Legendary
bhajan singer Juthika Roy, who enthralled the likes of Mahatma Gandhi and
Jawaharlal Nehru with her enchanting voice, died at a city hospital following
multiple ailments, a family member said Thursday.
She was 93.
She was admitted to the
hospital January 8. “My aunt was released January 24. But she had to be
re-admitted on February 2 after she had a cerebral attack and put on ventilator
support at the Intensive Therapy Unit,” said Roy.
Born
April 20, 1920 at Amta in then undivided Bengal’s Howrah district, Roy
recorded her first album in 1932 when she was only 12 years old. Roy’s talent
was soon noticed by poet Kazi Nazrul Islam and composer Kamal Das Gupta, both
of whom mentored her. In the 1940s and 1950s, she was among the country’s
leading singers, enjoying soaring popularity, and was affectionately called
Adhunik Meera.
Roy,
who immortalized bhajans like Ghunghat ka pat khol and Pag ghungharu bandh
Meera nachi was conferred the Padma Shri in 1972. On August 15, 1947, she was
requested by none other than Nehru to continue singing on the radio as he
unfurled the tricolour on India’s first Independence Day. “The prime minister
had sent in a request that I was to keep singing till he reached Red Fort and
hoisted the tricolour.
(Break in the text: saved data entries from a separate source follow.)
impl Default for StyleSettings {
    fn default() -> Self {
        Self {
            text: String::new(),
            font_face: FontFace::default(),
            font_style: "normal".to_string(),
            font_size: 40.0,
            text_baseline: TextBaseline::Alphabetic,
            w: None,
            h: None,
            padding_left: 0.0,
            padding_right: 0.0,
            word_wrap: true,
            word_wrap_width: None,
            max_lines: None,
            max_lines_suffix: None,
            line_height: None,
            offset_y: None,
            text_align: TextAlign::Left,
            text_color: DEFAULT_TEXT_COLOR,
            highlight: false,
            highlight_color: DEFAULT_HIGHLIGHT_COLOR,
            highlight_height: None,
            highlight_offset: None,
            highlight_padding_left: None,
            highlight_padding_right: None,
            shadow: false,
            shadow_color: DEFAULT_SHADOW_COLOR,
            shadow_offset_x: 0.0,
            shadow_offset_y: 0.0,
            shadow_blur: 5.0,
            cut_sx: None,
            cut_sy: None,
            cut_ex: None,
            cut_ey: None,
            precision: 1.0,
        }
    }
}

impl StyleSettings {
    pub fn new(text: impl Into<String>) -> Self {
        Self {
            text: text.into(),
            ..Default::default()
        }
    }

    pub fn with_font_face<I, S>(mut self, families: I) -> Self
    where
        I: IntoIterator<Item = S>,
        S: Into<String>,
    {
        self.font_face = FontFace::List(families.into_iter().map(Into::into).collect());
        self
    }

    pub fn with_font_size(mut self, font_size: f64) -> Self {
        self.font_size = font_size;
        self
    }

    pub fn with_size(mut self, w: Option<f64>, h: Option<f64>) -> Self {
        self.w = w;
        self.h = h;
        self
    }

    pub fn with_padding(mut self, left: f64, right: f64) -> Self {
        self.padding_left = left;
        self.padding_right = right;
        self
    }

    pub fn with_word_wrap(mut self, word_wrap: bool) -> Self {
        self.word_wrap = word_wrap;
        self
    }

    pub fn with_word_wrap_width(mut self, width: f64) -> Self {
        self.word_wrap_width = Some(width);
        self
    }

    pub fn with_max_lines(mut self, max_lines: usize, suffix: Option<&str>) -> Self {
        self.max_lines = Some(max_lines);
        self.max_lines_suffix = suffix.map(str::to_string);
        self
    }

    pub fn with_line_height(mut self, line_height: f64) -> Self {
        self.line_height = Some(line_height);
        self
    }

    pub fn with_offset_y(mut self, offset_y: f64) -> Self {
        self.offset_y = Some(offset_y);
        self
    }

    pub fn with_text_align(mut self, align: TextAlign) -> Self {
        self.text_align = align;
        self
    }

    pub fn with_highlight(mut self, color: u32) -> Self {
        self.highlight = true;
        self.highlight_color = color;
        self
    }

    pub fn with_shadow(mut self, color: u32, offset_x: f64, offset_y: f64, blur: f64) -> Self {
        self.shadow = true;
        self.shadow_color = color;
        self.shadow_offset_x = offset_x;
        self.shadow_offset_y = offset_y;
        self.shadow_blur = blur;
        self
    }

    pub fn with_clip(mut self, start_x: f64, start_y: f64, end_x: f64, end_y: f64) -> Self {
        self.cut_sx = Some(start_x);
        self.cut_sy = Some(start_y);
        self.cut_ex = Some(end_x);
        self.cut_ey = Some(end_y);
        self
    }

    pub fn with_precision(mut self, precision: f64) -> Self {
        self.precision = precision;
        self
    }

    /// Reject settings that cannot describe any geometry.
    pub fn validate(&self) -> Result<()> {
        let numbers = [
            ("fontSize", Some(self.font_size)),
            ("w", self.w),
            ("h", self.h),
            ("paddingLeft", Some(self.padding_left)),
            ("paddingRight", Some(self.padding_right)),
            ("wordWrapWidth", self.word_wrap_width),
            ("lineHeight", self.line_height),
            ("offsetY", self.offset_y),
            ("highlightHeight", self.highlight_height),
            ("highlightOffset", self.highlight_offset),
            ("highlightPaddingLeft", self.highlight_padding_left),
            ("highlightPaddingRight", self.highlight_padding_right),
            ("shadowOffsetX", Some(self.shadow_offset_x)),
            ("shadowOffsetY", Some(self.shadow_offset_y)),
            ("shadowBlur", Some(self.shadow_blur)),
            ("cutSx", self.cut_sx),
            ("cutSy", self.cut_sy),
            ("cutEx", self.cut_ex),
            ("cutEy", self.cut_ey),
            ("precision", Some(self.precision)),
        ];
        for (name, value) in numbers {
            if let Some(value) = value {
                if !value.is_finite() {
                    return Err(invalid(format!("{} must be finite, got {}", name, value)));
                }
            }
        }

        if self.precision <= 0.0 {
            return Err(invalid(format!("precision must be positive, got {}", self.precision)));
        }
        if self.font_size <= 0.0 {
            return Err(invalid(format!("fontSize must be positive, got {}", self.font_size)));
        }
        for (name, value) in [("w", self.w), ("h", self.h), ("lineHeight", self.line_height)] {
            if matches!(value, Some(v) if v < 0.0) {
                return Err(invalid(format!("{} must not be negative", name)));
            }
        }
        Ok(())
    }

    /// Font state used for layout measurement (unscaled)
    pub fn font_state(&self) -> FontState {
        FontState::new(DEFAULT_FONT_FAMILY, self.font_size)
            .with_families(self.font_face.families())
            .with_style(self.font_style.clone())
            .with_baseline(self.text_baseline)
    }

    pub fn explicit_width(&self) -> Option<f64> {
        self.w.filter(|w| *w != 0.0)
    }

    pub fn explicit_height(&self) -> Option<f64> {
        self.h.filter(|h| *h != 0.0)
    }

    pub fn max_lines(&self) -> Option<usize> {
        self.max_lines.filter(|n| *n > 0)
    }

    pub fn max_lines_suffix(&self) -> Option<&str> {
        self.max_lines_suffix.as_deref().filter(|s| !s.is_empty())
    }

    pub fn line_height(&self) -> f64 {
        self.line_height
            .filter(|h| *h != 0.0)
            .unwrap_or(self.font_size)
    }

    /// Baseline of the first line
    pub fn baseline_offset(&self) -> f64 {
        self.offset_y.unwrap_or(self.font_size)
    }

    pub fn clip_region(&self) -> ClipRegion {
        ClipRegion {
            start_x: self.cut_sx.unwrap_or(0.0),
            start_y: self.cut_sy.unwrap_or(0.0),
            end_x: self.cut_ex.unwrap_or(0.0),
            end_y: self.cut_ey.unwrap_or(0.0),
        }
    }
}

fn invalid(message: String) -> LayoutError {
    LayoutError::InvalidSettings(message)
}

#[cfg(test)]
mod tests {
    use super::*;

    #[test]
    fn test_defaults() {
        let settings = StyleSettings::new("hi");
        assert_eq!(settings.font_size, 40.0);
        assert_eq!(settings.line_height(), 40.0);
        assert_eq!(settings.baseline_offset(), 40.0);
        assert!(settings.word_wrap);
        assert_eq!(settings.text_align, TextAlign::Left);
        assert_eq!(settings.precision, 1.0);
        assert!(settings.validate().is_ok());
    }

    #[test]
    fn test_zero_values_read_as_unset() {
        let mut settings = StyleSettings::new("hi")
            .with_size(Some(0.0), Some(0.0))
            .with_max_lines(0, Some(""))
            .with_line_height(0.0);
        assert_eq!(settings.explicit_width(), None);
        assert_eq!(settings.explicit_height(), None);
        assert_eq!(settings.max_lines(), None);
        assert_eq!(settings.max_lines_suffix(), None);
        assert_eq!(settings.line_height(), 40.0);

        // An explicit zero offset is honored
        settings.offset_y = Some(0.0);
        assert_eq!(settings.baseline_offset(), 0.0);
    }

    #[test]
    fn test_deserialize_camel_case() {
        let json = r#"{
            "text": "Hello world",
            "fontFace": ["Roboto", "sans-serif"],
            "fontSize": 24,
            "textBaseline": "top",
            "w": 300,
            "paddingLeft": 5,
            "maxLines": 2,
            "maxLinesSuffix": "...",
            "textAlign": "center",
            "highlight": true,
            "highlightColor": 4278190335,
            "cutSx": 10,
            "precision": 2
        }"#;
        let settings: StyleSettings = serde_json::from_str(json).unwrap();
        assert_eq!(settings.text, "Hello world");
        assert_eq!(settings.font_face.families(), vec!["Roboto", "sans-serif"]);
        assert_eq!(settings.font_size, 24.0);
        assert_eq!(settings.text_baseline, TextBaseline::Top);
        assert_eq!(settings.explicit_width(), Some(300.0));
        assert_eq!(settings.padding_left, 5.0);
        assert_eq!(settings.max_lines(), Some(2));
        assert_eq!(settings.max_lines_suffix(), Some("..."));
        assert_eq!(settings.text_align, TextAlign::Center);
        assert!(settings.highlight);
        assert_eq!(settings.highlight_color, 0xFF00_00FF);
        assert_eq!(settings.precision, 2.0);
        // Fields not present keep their defaults
        assert!(settings.word_wrap);
        assert_eq!(settings.shadow_blur, 5.0);
    }

    #[test]
    fn test_font_face_single_string() {
        let settings: StyleSettings =
            serde_json::from_str(r#"{"text": "x", "fontFace": "Roboto"}"#).unwrap();
        assert_eq!(settings.font_face, FontFace::Single("Roboto".into()));
        assert_eq!(settings.font_state().families, vec!["Roboto"]);
    }

    #[test]
    fn test_unknown_alignment_is_left() {
        let settings: StyleSettings =
            serde_json::from_str(r#"{"text": "x", "textAlign": "justify"}"#).unwrap();
        assert_eq!(settings.text_align, TextAlign::Left);
    }

    #[test]
    fn test_non_string_alignment_is_left() {
        for value in ["null", "3", "1.5", "true", "[\"right\"]", "{\"align\": \"center\"}"] {
            let json = format!(r#"{{"text": "x", "textAlign": {}, "fontSize": 12}}"#, value);
            let settings: StyleSettings = serde_json::from_str(&json).unwrap();
            assert_eq!(settings.text_align, TextAlign::Left, "textAlign = {}", value);
            // Fields after the alignment still parse
            assert_eq!(settings.font_size, 12.0);
        }

        let settings: StyleSettings =
            serde_json::from_str(r#"{"text": "x", "textAlign": "right"}"#).unwrap();
        assert_eq!(settings.text_align, TextAlign::Right);
    }

    #[test]
    fn test_validate_rejects_bad_precision() {
        let settings = StyleSettings::new("x").with_precision(0.0);
        assert!(matches!(settings.validate(), Err(LayoutError::InvalidSettings(_))));
        let settings = StyleSettings::new("x").with_precision(f64::NAN);
        assert!(settings.validate().is_err());
    }

    #[test]
    fn test_validate_rejects_negative_box() {
        let settings = StyleSettings::new("x").with_size(Some(-5.0), None);
        assert!(settings.validate().is_err());
        let settings = StyleSettings::new("x").with_font_size(0.0);
        assert!(settings.validate().is_err());
    }

    #[test]
    fn test_font_state_carries_style() {
        let mut settings = StyleSettings::new("x")
            .with_font_face(["Roboto", "Arial"])
            .with_font_size(18.0);
        settings.font_style = "italic".into();
        let font = settings.font_state();
        assert_eq!(font.families, vec!["Roboto", "Arial"]);
        assert_eq!(font.size, 18.0);
        assert_eq!(font.style, "italic");
    }

    #[test]
    fn test_clip_region_activation() {
        let clip = StyleSettings::new("x").clip_region();
        assert_eq!(clip.horizontal_extent(), None);
        assert_eq!(clip.vertical_extent(), None);
        assert_eq!(clip.origin(), None);

        let clip = StyleSettings::new("x").with_clip(0.0, 5.0, 50.0, 25.0).clip_region();
        assert_eq!(clip.horizontal_extent(), Some(50.0));
        assert_eq!(clip.vertical_extent(), Some(20.0));
        assert_eq!(clip.origin(), Some((0.0, 5.0)));
    }
}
I went back to the AIR station… sang some seven-eight
songs,” the legendary singer recalled in an interview.
Even
Gandhi was a great admirer of Roy, and often started his prayer meetings
playing her records. “Mahatma Gandhi used to listen to my songs everyday when
he was jailed in Pune. He used to start his prayer meeting every morning
playing discs that played my bhajans,” Roy said in an article.
Roy
lent her melodious voice in two Bengali films Dhuli and Ratnadeep. Her mortal
remains were consigned to flames at the Ratanbabur Ghat in Baranagar.